WHAT YOU HAVE TO DO:
Each entry in the block below needs to be copied out exactly.

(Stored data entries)

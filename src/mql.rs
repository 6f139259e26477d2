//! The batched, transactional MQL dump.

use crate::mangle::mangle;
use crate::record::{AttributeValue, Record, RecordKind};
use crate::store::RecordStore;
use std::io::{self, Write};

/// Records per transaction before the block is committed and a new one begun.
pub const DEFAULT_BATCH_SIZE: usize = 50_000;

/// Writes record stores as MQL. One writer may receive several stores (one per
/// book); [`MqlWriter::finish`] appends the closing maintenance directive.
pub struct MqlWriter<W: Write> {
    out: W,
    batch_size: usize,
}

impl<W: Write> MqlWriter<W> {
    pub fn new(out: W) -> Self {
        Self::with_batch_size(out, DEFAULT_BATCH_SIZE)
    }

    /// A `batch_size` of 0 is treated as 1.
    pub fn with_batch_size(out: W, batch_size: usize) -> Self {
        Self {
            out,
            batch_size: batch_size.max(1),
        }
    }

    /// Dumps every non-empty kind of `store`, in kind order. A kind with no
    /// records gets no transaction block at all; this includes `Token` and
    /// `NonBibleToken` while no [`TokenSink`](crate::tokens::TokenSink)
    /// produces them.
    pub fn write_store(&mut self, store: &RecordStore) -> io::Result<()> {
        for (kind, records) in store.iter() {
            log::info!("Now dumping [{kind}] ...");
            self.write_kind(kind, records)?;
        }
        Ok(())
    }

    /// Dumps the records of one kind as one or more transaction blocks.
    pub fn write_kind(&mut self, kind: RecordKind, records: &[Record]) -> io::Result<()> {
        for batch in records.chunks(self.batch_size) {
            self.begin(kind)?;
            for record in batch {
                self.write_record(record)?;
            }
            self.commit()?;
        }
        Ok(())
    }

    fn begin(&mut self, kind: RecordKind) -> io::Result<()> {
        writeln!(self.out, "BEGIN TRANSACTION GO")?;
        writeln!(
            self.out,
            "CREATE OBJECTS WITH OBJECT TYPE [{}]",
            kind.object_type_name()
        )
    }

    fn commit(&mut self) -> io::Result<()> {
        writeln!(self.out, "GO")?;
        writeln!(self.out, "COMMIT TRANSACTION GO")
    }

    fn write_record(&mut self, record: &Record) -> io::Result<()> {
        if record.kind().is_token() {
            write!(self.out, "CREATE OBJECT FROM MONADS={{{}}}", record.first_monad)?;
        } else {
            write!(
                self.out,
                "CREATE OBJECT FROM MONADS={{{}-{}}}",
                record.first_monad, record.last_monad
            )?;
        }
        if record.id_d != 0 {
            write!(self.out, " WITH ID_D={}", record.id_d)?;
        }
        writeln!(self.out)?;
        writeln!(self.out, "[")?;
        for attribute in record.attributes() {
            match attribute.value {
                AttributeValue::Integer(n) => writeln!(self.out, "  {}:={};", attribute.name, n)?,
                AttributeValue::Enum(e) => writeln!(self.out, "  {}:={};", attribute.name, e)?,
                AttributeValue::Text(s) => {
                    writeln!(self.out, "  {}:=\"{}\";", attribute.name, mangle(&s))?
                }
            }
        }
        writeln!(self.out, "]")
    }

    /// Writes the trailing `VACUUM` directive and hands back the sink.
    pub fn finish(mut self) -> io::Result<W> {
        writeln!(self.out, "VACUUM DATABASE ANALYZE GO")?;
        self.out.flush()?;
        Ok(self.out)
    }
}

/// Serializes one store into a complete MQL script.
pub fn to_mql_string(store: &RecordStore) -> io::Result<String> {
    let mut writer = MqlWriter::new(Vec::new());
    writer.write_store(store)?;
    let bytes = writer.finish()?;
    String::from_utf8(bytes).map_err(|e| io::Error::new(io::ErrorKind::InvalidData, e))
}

RESPONSE FOR THIS EXERCISE:
filename src/mql.rs
repository 6f139259e26477d2
//! The batched, transactional MQL dump.

use crate::mangle::mangle;
use crate::record::{AttributeValue, Record, RecordKind};
use crate::store::RecordStore;
use std::io::{self, Write};

/// Records per transaction before the block is committed and a new one begun.
pub const DEFAULT_BATCH_SIZE: usize = 50_000;

/// Writes record stores as MQL. One writer may receive several stores (one per
/// book); [`MqlWriter::finish`] appends the closing maintenance directive.
pub struct MqlWriter<W: Write> {
    out: W,
    batch_size: usize,
}

impl<W: Write> MqlWriter<W> {
    pub fn new(out: W) -> Self {
        Self::with_batch_size(out, DEFAULT_BATCH_SIZE)
    }

    /// A `batch_size` of 0 is treated as 1.
    pub fn with_batch_size(out: W, batch_size: usize) -> Self {
        Self {
            out,
            batch_size: batch_size.max(1),
        }
    }

    /// Dumps every non-empty kind of `store`, in kind order. A kind with no
    /// records gets no transaction block at all; this includes `Token` and
    /// `NonBibleToken` while no [`TokenSink`](crate::tokens::TokenSink)
    /// produces them.
    pub fn write_store(&mut self, store: &RecordStore) -> io::Result<()> {
        for (kind, records) in store.iter() {
            log::info!("Now dumping [{kind}] ...");
            self.write_kind(kind, records)?;
        }
        Ok(())
    }

    /// Dumps the records of one kind as one or more transaction blocks.
    pub fn write_kind(&mut self, kind: RecordKind, records: &[Record]) -> io::Result<()> {
        for batch in records.chunks(self.batch_size) {
            self.begin(kind)?;
            for record in batch {
                self.write_record(record)?;
            }
            self.commit()?;
        }
        Ok(())
    }

    fn begin(&mut self, kind: RecordKind) -> io::Result<()> {
        writeln!(self.out, "BEGIN TRANSACTION GO")?;
        writeln!(
            self.out,
            "CREATE OBJECTS WITH OBJECT TYPE [{}]",
            kind.object_type_name()
        )
    }

    fn commit(&mut self) -> io::Result<()> {
        writeln!(self.out, "GO")?;
        writeln!(self.out, "COMMIT TRANSACTION GO")
    }

    fn write_record(&mut self, record: &Record) -> io::Result<()> {
        if record.kind().is_token() {
            write!(self.out, "CREATE OBJECT FROM MONADS={{{}}}", record.first_monad)?;
        } else {
            write!(
                self.out,
                "CREATE OBJECT FROM MONADS={{{}-{}}}",
                record.first_monad, record.last_monad
            )?;
        }
        if record.id_d != 0 {
            write!(self.out, " WITH ID_D={}", record.id_d)?;
        }
        writeln!(self.out)?;
        writeln!(self.out, "[")?;
        for attribute in record.attributes() {
            match attribute.value {
                AttributeValue::Integer(n) => writeln!(self.out, "  {}:={};", attribute.name, n)?,
                AttributeValue::Enum(e) => writeln!(self.out, "  {}:={};", attribute.name, e)?,
                AttributeValue::Text(s) => {
                    writeln!(self.out, "  {}:=\"{}\";", attribute.name, mangle(&s))?
                }
            }
        }
        writeln!(self.out, "]")
    }

    /// Writes the trailing `VACUUM` directive and hands back the sink.
    pub fn finish(mut self) -> io::Result<W> {
        writeln!(self.out, "VACUUM DATABASE ANALYZE GO")?;
        self.out.flush()?;
        Ok(self.out)
    }
}

/// Serializes one store into a complete MQL script.
pub fn to_mql_string(store: &RecordStore) -> io::Result<String> {
    let mut writer = MqlWriter::new(Vec::new());
    writer.write_store(store)?;
    let bytes = writer.finish()?;
    String::from_utf8(bytes).map_err(|e| io::Error::new(io::ErrorKind::InvalidData, e))
}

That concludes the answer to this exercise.